Return all lines below containing the word "bool".

Saved entries:
_ _ _ _ _ _ _

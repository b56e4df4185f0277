//! Numeric tokens as printed on statements

/// Convert a statement token to a number
///
/// Drops `,` separators (Indian and Western grouping alike), then parses the
/// first whitespace-delimited field. Anything unreadable is 0, so the result
/// cannot tell "zero" from "missing".
pub fn to_number(token: &str) -> f64 {
    let cleaned = token.replace(',', "");
    cleaned
        .split_whitespace()
        .next()
        .and_then(|field| field.parse::<f64>().ok())
        .filter(|value| value.is_finite())
        .unwrap_or(0.0)
}

/// Convert a percentage token, ignoring any `%` signs
pub fn to_percent(token: &str) -> f64 {
    to_number(&token.replace('%', ""))
}
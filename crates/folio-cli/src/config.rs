//! Configuration management for the CLI.

use crate::error::{CliError, Result};
use folio_extractor::ExtractorConfig;
use serde::{Deserialize, Serialize};
use std::fs;
use std::path::{Path, PathBuf};

/// CLI configuration.
#[derive(Debug, Clone, Default, Serialize, Deserialize)]
pub struct Config {
    /// Global settings
    #[serde(default)]
    pub settings: Settings,

    /// Extraction settings
    #[serde(default)]
    pub extractor: ExtractorConfig,
}

/// Global CLI settings.
#[derive(Debug, Clone, Serialize, Deserialize)]
pub struct Settings {
    /// Enable colored output
    #[serde(default = "default_true")]
    pub color: bool,

    /// Default output format
    #[serde(default = "default_format")]
    pub format: OutputFormat,

    /// Command history size
    #[serde(default = "default_history_size")]
    pub history_size: usize,
}

/// Output format.
#[derive(Debug, Clone, Copy, PartialEq, Eq, Serialize, Deserialize)]
#[serde(rename_all = "lowercase")]
pub enum OutputFormat {
    /// Table format
    Table,
    /// JSON format
    Json,
    /// Quiet (minimal) format
    Quiet,
}

impl Config {
    /// Get the default configuration file path.
    pub fn default_path() -> Result<PathBuf> {
        let home = dirs::home_dir()
            .ok_or_else(|| CliError::Config("Could not find home directory".into()))?;
        Ok(home.join(".folio").join("config.toml"))
    }

    /// Load configuration from a file, or defaults if it does not exist.
    pub fn load_from(path: &Path) -> Result<Self> {
        if !path.exists() {
            return Ok(Self::default());
        }

        let contents = fs::read_to_string(path)?;
        let config: Config = toml::from_str(&contents)?;
        config
            .extractor
            .validate()
            .map_err(|e| CliError::Config(e.to_string()))?;
        Ok(config)
    }

    /// Save configuration to a file.
    pub fn save_to(&self, path: &Path) -> Result<()> {
        if let Some(parent) = path.parent() {
            fs::create_dir_all(parent)?;
        }

        let contents = toml::to_string_pretty(self)
            .map_err(|e| CliError::Config(format!("Failed to serialize config: {}", e)))?;
        fs::write(path, contents)?;
        Ok(())
    }
}

impl Default for Settings {
    fn default() -> Self {
        Self {
            color: true,
            format: OutputFormat::Table,
            history_size: 1000,
        }
    }
}

fn default_true() -> bool {
    true
}

fn default_format() -> OutputFormat {
    OutputFormat::Table
}

fn default_history_size() -> usize {
    1000
}
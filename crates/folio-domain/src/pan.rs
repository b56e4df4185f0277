//! PAN module - the investor identity code

/// Length of a PAN
pub const PAN_LENGTH: usize = 10;

/// Check whether a code is a well-formed PAN: exactly 10 ASCII alphanumerics
pub fn is_valid_pan(code: &str) -> bool {
    code.len() == PAN_LENGTH && code.bytes().all(|b| b.is_ascii_alphanumeric())
}
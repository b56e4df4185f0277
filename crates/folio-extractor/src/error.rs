//! Error types for the Extractor

use thiserror::Error;

/// Errors that can occur during extraction
///
/// Missing labels and malformed numbers are not errors: they recover to zero
/// or empty values inside the extractors.
#[derive(Error, Debug)]
pub enum ExtractorError {
    /// Text exceeds maximum length
    #[error("Text too long: {0} chars (max: {1})")]
    TextTooLong(usize, usize),

    /// Fragment response is not a JSON object
    #[error("Invalid fragment format: {0}")]
    InvalidFormat(String),

    /// JSON parsing error
    #[error("JSON parse error: {0}")]
    JsonParse(String),

    /// Configuration error
    #[error("Configuration error: {0}")]
    Config(String),

    /// A fragment extraction task did not complete
    #[error("Fragment error: {0}")]
    Fragment(String),
}

impl From<serde_json::Error> for ExtractorError {
    fn from(e: serde_json::Error) -> Self {
        ExtractorError::JsonParse(e.to_string())
    }
}
//! Folio Domain Layer
//!
//! The normalized shape of a mutual-fund portfolio statement once it has been
//! pulled out of extracted PDF text. Every other crate in the workspace
//! produces or consumes these types.
//!
//! ## Key Concepts
//!
//! - **StructuredRecord**: investor identity, summary metrics, recent
//!   activities and the debt-fund risk allocation
//! - **ActivityRow**: one transaction line from the activity table
//! - **RiskAllocation**: a total map over the six fixed risk categories
//! - **PAN**: the 10-character investor identity code
//!
//! ## Serialization
//!
//! Field names follow the camelCase contract consumed by dashboards
//! (`investorName`, `pan`, `totalPortfolio`, ... `debtFundRatings`).

#![warn(missing_docs)]
#![warn(clippy::all)]

pub mod pan;
pub mod record;
pub mod risk;
pub mod validation;

// Re-exports for convenience
pub use pan::is_valid_pan;
pub use record::{ActivityRow, StructuredRecord};
pub use risk::{RiskAllocation, RiskCategory};
pub use validation::{validate, ValidationError};
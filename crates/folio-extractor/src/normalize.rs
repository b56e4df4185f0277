//! Line-ending normalization for extracted PDF text

/// Convert `\r\n` and lone `\r` to `\n` and trim the ends
pub fn normalize_text(text: &str) -> String {
    text.replace("\r\n", "\n").replace('\r', "\n").trim().to_string()
}
//! Label-relative field lookup
//!
//! Statements print a label and put its value a fixed number of lines below
//! it. The locator finds the first line containing the label and reads the
//! line `offset` positions further down.

use crate::numeric::to_number;

/// Find the value line `offset` lines below the first line containing `label`
///
/// Matching is a case-sensitive substring test against each trimmed line.
/// Only the first occurrence of the label is considered. A label containing
/// `\n` must have its parts on consecutive lines, and the offset counts from
/// the line holding the last part.
///
/// Returns the trimmed value line, or `None` if the label never appears or
/// the offset runs past the end of the text.
///
/// # Examples
///
/// ```
/// use folio_extractor::locate;
///
/// let text = "Total Portfolio Value\n(INR)\n1,50,000.00";
/// assert_eq!(locate(text, "Total Portfolio Value", 2), Some("1,50,000.00"));
/// assert_eq!(locate(text, "Total Portfolio Value", 3), None);
/// ```
pub fn locate<'a>(text: &'a str, label: &str, offset: usize) -> Option<&'a str> {
    let lines: Vec<&str> = text.split('\n').collect();
    let parts: Vec<&str> = label.split('\n').collect();
    let span = parts.len() - 1;

    let start = (0..lines.len()).find(|&i| {
        parts.iter().enumerate().all(|(k, part)| {
            lines
                .get(i + k)
                .is_some_and(|line| line.trim().contains(part))
        })
    })?;

    lines.get(start + span + offset).map(|line| line.trim())
}

/// [`locate`] followed by [`to_number`]; `None` only when the label is missing
pub fn locate_number(text: &str, label: &str, offset: usize) -> Option<f64> {
    locate(text, label, offset).map(to_number)
}

#[cfg(test)]
mod tests {
    use super::*;

    const TEXT: &str = "Portfolio Summary\n  MF Current Cost  \nINR\n  1,00,000.00 \nMF Current Cost\nINR\n5.00";

    #[test]
    fn test_first_occurrence_wins() {
        assert_eq!(locate(TEXT, "MF Current Cost", 2), Some("1,00,000.00"));
    }

    #[test]
    fn test_offset_zero_returns_label_line() {
        assert_eq!(locate(TEXT, "Summary", 0), Some("Portfolio Summary"));
    }

    #[test]
    fn test_missing_label() {
        assert_eq!(locate(TEXT, "XIRR", 1), None);
    }

    #[test]
    fn test_case_sensitive() {
        assert_eq!(locate(TEXT, "mf current cost", 1), None);
    }

    #[test]
    fn test_offset_past_end() {
        assert_eq!(locate("Label\nvalue", "Label", 2), None);
        assert_eq!(locate("Label\nvalue", "Label", 1), Some("value"));
    }

    #[test]
    fn test_multi_line_label() {
        let text = "Abs.\nReturn (MFs)\n18.25";
        assert_eq!(locate(text, "Abs.\nReturn (MFs)", 1), Some("18.25"));
        assert_eq!(locate(text, "Abs. Return (MFs)", 1), None);
    }

    #[test]
    fn test_multi_line_label_needs_consecutive_lines() {
        let text = "Abs.\nsomething\nReturn (MFs)\n18.25";
        assert_eq!(locate(text, "Abs.\nReturn (MFs)", 1), None);
    }

    #[test]
    fn test_locate_number() {
        assert_eq!(locate_number(TEXT, "MF Current Cost", 2), Some(100_000.0));
        assert_eq!(locate_number(TEXT, "MF Current Cost", 1), Some(0.0));
        assert_eq!(locate_number(TEXT, "MF Realised", 2), None);
    }
}
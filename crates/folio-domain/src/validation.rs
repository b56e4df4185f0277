//! Validation of extracted records before they are handed to consumers

use crate::pan::is_valid_pan;
use crate::record::StructuredRecord;
use thiserror::Error;

/// Reasons a record is not fit to publish
#[derive(Error, Debug, Clone, PartialEq)]
pub enum ValidationError {
    /// No investor name was extracted
    #[error("investor name is required")]
    MissingInvestorName,

    /// PAN is missing or malformed
    #[error("valid PAN is required, got '{0}'")]
    InvalidPan(String),

    /// Total portfolio value is below zero
    #[error("total portfolio value cannot be negative: {0}")]
    NegativePortfolio(f64),
}

/// Check the minimum a record needs to identify an investor
///
/// Checks run name, then PAN, then portfolio value; the first failure wins.
pub fn validate(record: &StructuredRecord) -> Result<(), ValidationError> {
    if record.investor_name.trim().is_empty() {
        return Err(ValidationError::MissingInvestorName);
    }
    if !is_valid_pan(&record.pan) {
        return Err(ValidationError::InvalidPan(record.pan.clone()));
    }
    if record.total_portfolio < 0.0 {
        return Err(ValidationError::NegativePortfolio(record.total_portfolio));
    }
    Ok(())
}

#[cfg(test)]
mod tests {
    use super::*;

    fn valid_record() -> StructuredRecord {
        StructuredRecord {
            investor_name: "JOHN SMITH".to_string(),
            pan: "ABCDE1234F".to_string(),
            total_portfolio: 1000.0,
            ..Default::default()
        }
    }

    #[test]
    fn test_valid_record() {
        assert!(validate(&valid_record()).is_ok());
    }

    #[test]
    fn test_missing_name() {
        let record = StructuredRecord {
            investor_name: "  ".to_string(),
            ..valid_record()
        };
        assert_eq!(validate(&record), Err(ValidationError::MissingInvestorName));
    }

    #[test]
    fn test_invalid_pan() {
        let record = StructuredRecord {
            pan: "ABC".to_string(),
            ..valid_record()
        };
        assert_eq!(
            validate(&record),
            Err(ValidationError::InvalidPan("ABC".to_string()))
        );
    }

    #[test]
    fn test_negative_portfolio() {
        let record = StructuredRecord {
            total_portfolio: -1.0,
            ..valid_record()
        };
        assert_eq!(
            validate(&record),
            Err(ValidationError::NegativePortfolio(-1.0))
        );
    }

    #[test]
    fn test_name_checked_before_pan() {
        let record = StructuredRecord::default();
        assert_eq!(validate(&record), Err(ValidationError::MissingInvestorName));
    }
}
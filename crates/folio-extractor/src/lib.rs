//! Folio Extractor
//!
//! Turns the plain text of a mutual-fund portfolio statement into a
//! [`StructuredRecord`](folio_domain::StructuredRecord).
//!
//! # Overview
//!
//! Statements come out of PDF text extraction as a loose column of lines: a
//! label, a unit line, then the value. The extractor reads them with a small
//! set of layered heuristics:
//!
//! - **Field Locator**: value lines a fixed offset below a label
//! - **Numeric Normalizer**: grouped numbers with trailing noise, 0 on failure
//! - **Identity Extractor**: `NAME [PAN]` lines, with fallbacks
//! - **Table Extractor**: tab-separated recent-activities rows
//! - **Summary Assembler**: ordered strategies per summary metric
//! - **Fragment Reconciler**: merges records extracted from slices of a statement
//!
//! # Architecture
//!
//! ```text
//! Text → normalize → identity + summary + table → StructuredRecord
//!
//! Text → split → fragments (blocking pool) → PartialRecord... → merge → StructuredRecord
//! ```
//!
//! # Example Usage
//!
//! ```
//! use folio_extractor::{Extractor, ExtractorConfig};
//!
//! let extractor = Extractor::new(ExtractorConfig::default());
//! let text = "JOHN SMITH [ABCDE1234F]\nTotal Portfolio Value\n(INR)\n1,50,000.00";
//!
//! let record = extractor.extract(text).unwrap();
//! assert_eq!(record.investor_name, "JOHN SMITH");
//! assert_eq!(record.total_portfolio, 150_000.0);
//! ```

#![warn(missing_docs)]

mod chunking;
mod config;
mod error;
mod extractor;
mod identity;
mod latest;
mod locator;
mod normalize;
mod numeric;
mod parser;
mod reconcile;
mod summary;
mod table;

#[cfg(test)]
mod tests;

pub use chunking::FragmentSplitter;
pub use config::{ExtractorConfig, FragmentStrategy};
pub use error::ExtractorError;
pub use extractor::Extractor;
pub use identity::{extract_identity, pan_label_identity, resolve_identity, Identity, IdentityStrategy};
pub use latest::LatestRecord;
pub use locator::{locate, locate_number};
pub use normalize::normalize_text;
pub use numeric::{to_number, to_percent};
pub use parser::{parse_fragment_response, parse_fragment_responses};
pub use reconcile::{merge, PartialRecord};
pub use summary::{
    extract_summary, extract_summary_fields, FieldStrategy, PortfolioSummary, SummaryColumn,
    SummaryField, SummaryFields,
};
pub use table::{carry_table_header, extract_activities, ACTIVITY_COLUMNS, ACTIVITY_HEADER};
//! Folio CLI library.
//!
//! This library provides the core functionality for the Folio command-line interface,
//! including configuration management, command execution, and output formatting.

pub mod cli;
pub mod commands;
pub mod config;
pub mod error;
pub mod output;
pub mod repl;

pub use cli::{Cli, Command};
pub use config::Config;
pub use error::{CliError, Result};
pub use output::Formatter;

_ _ _ _ _ _ _

EXPECTED ANSWER:
    pub color: bool,
fn default_true() -> bool {
pub fn is_valid_pan(code: &str) -> bool {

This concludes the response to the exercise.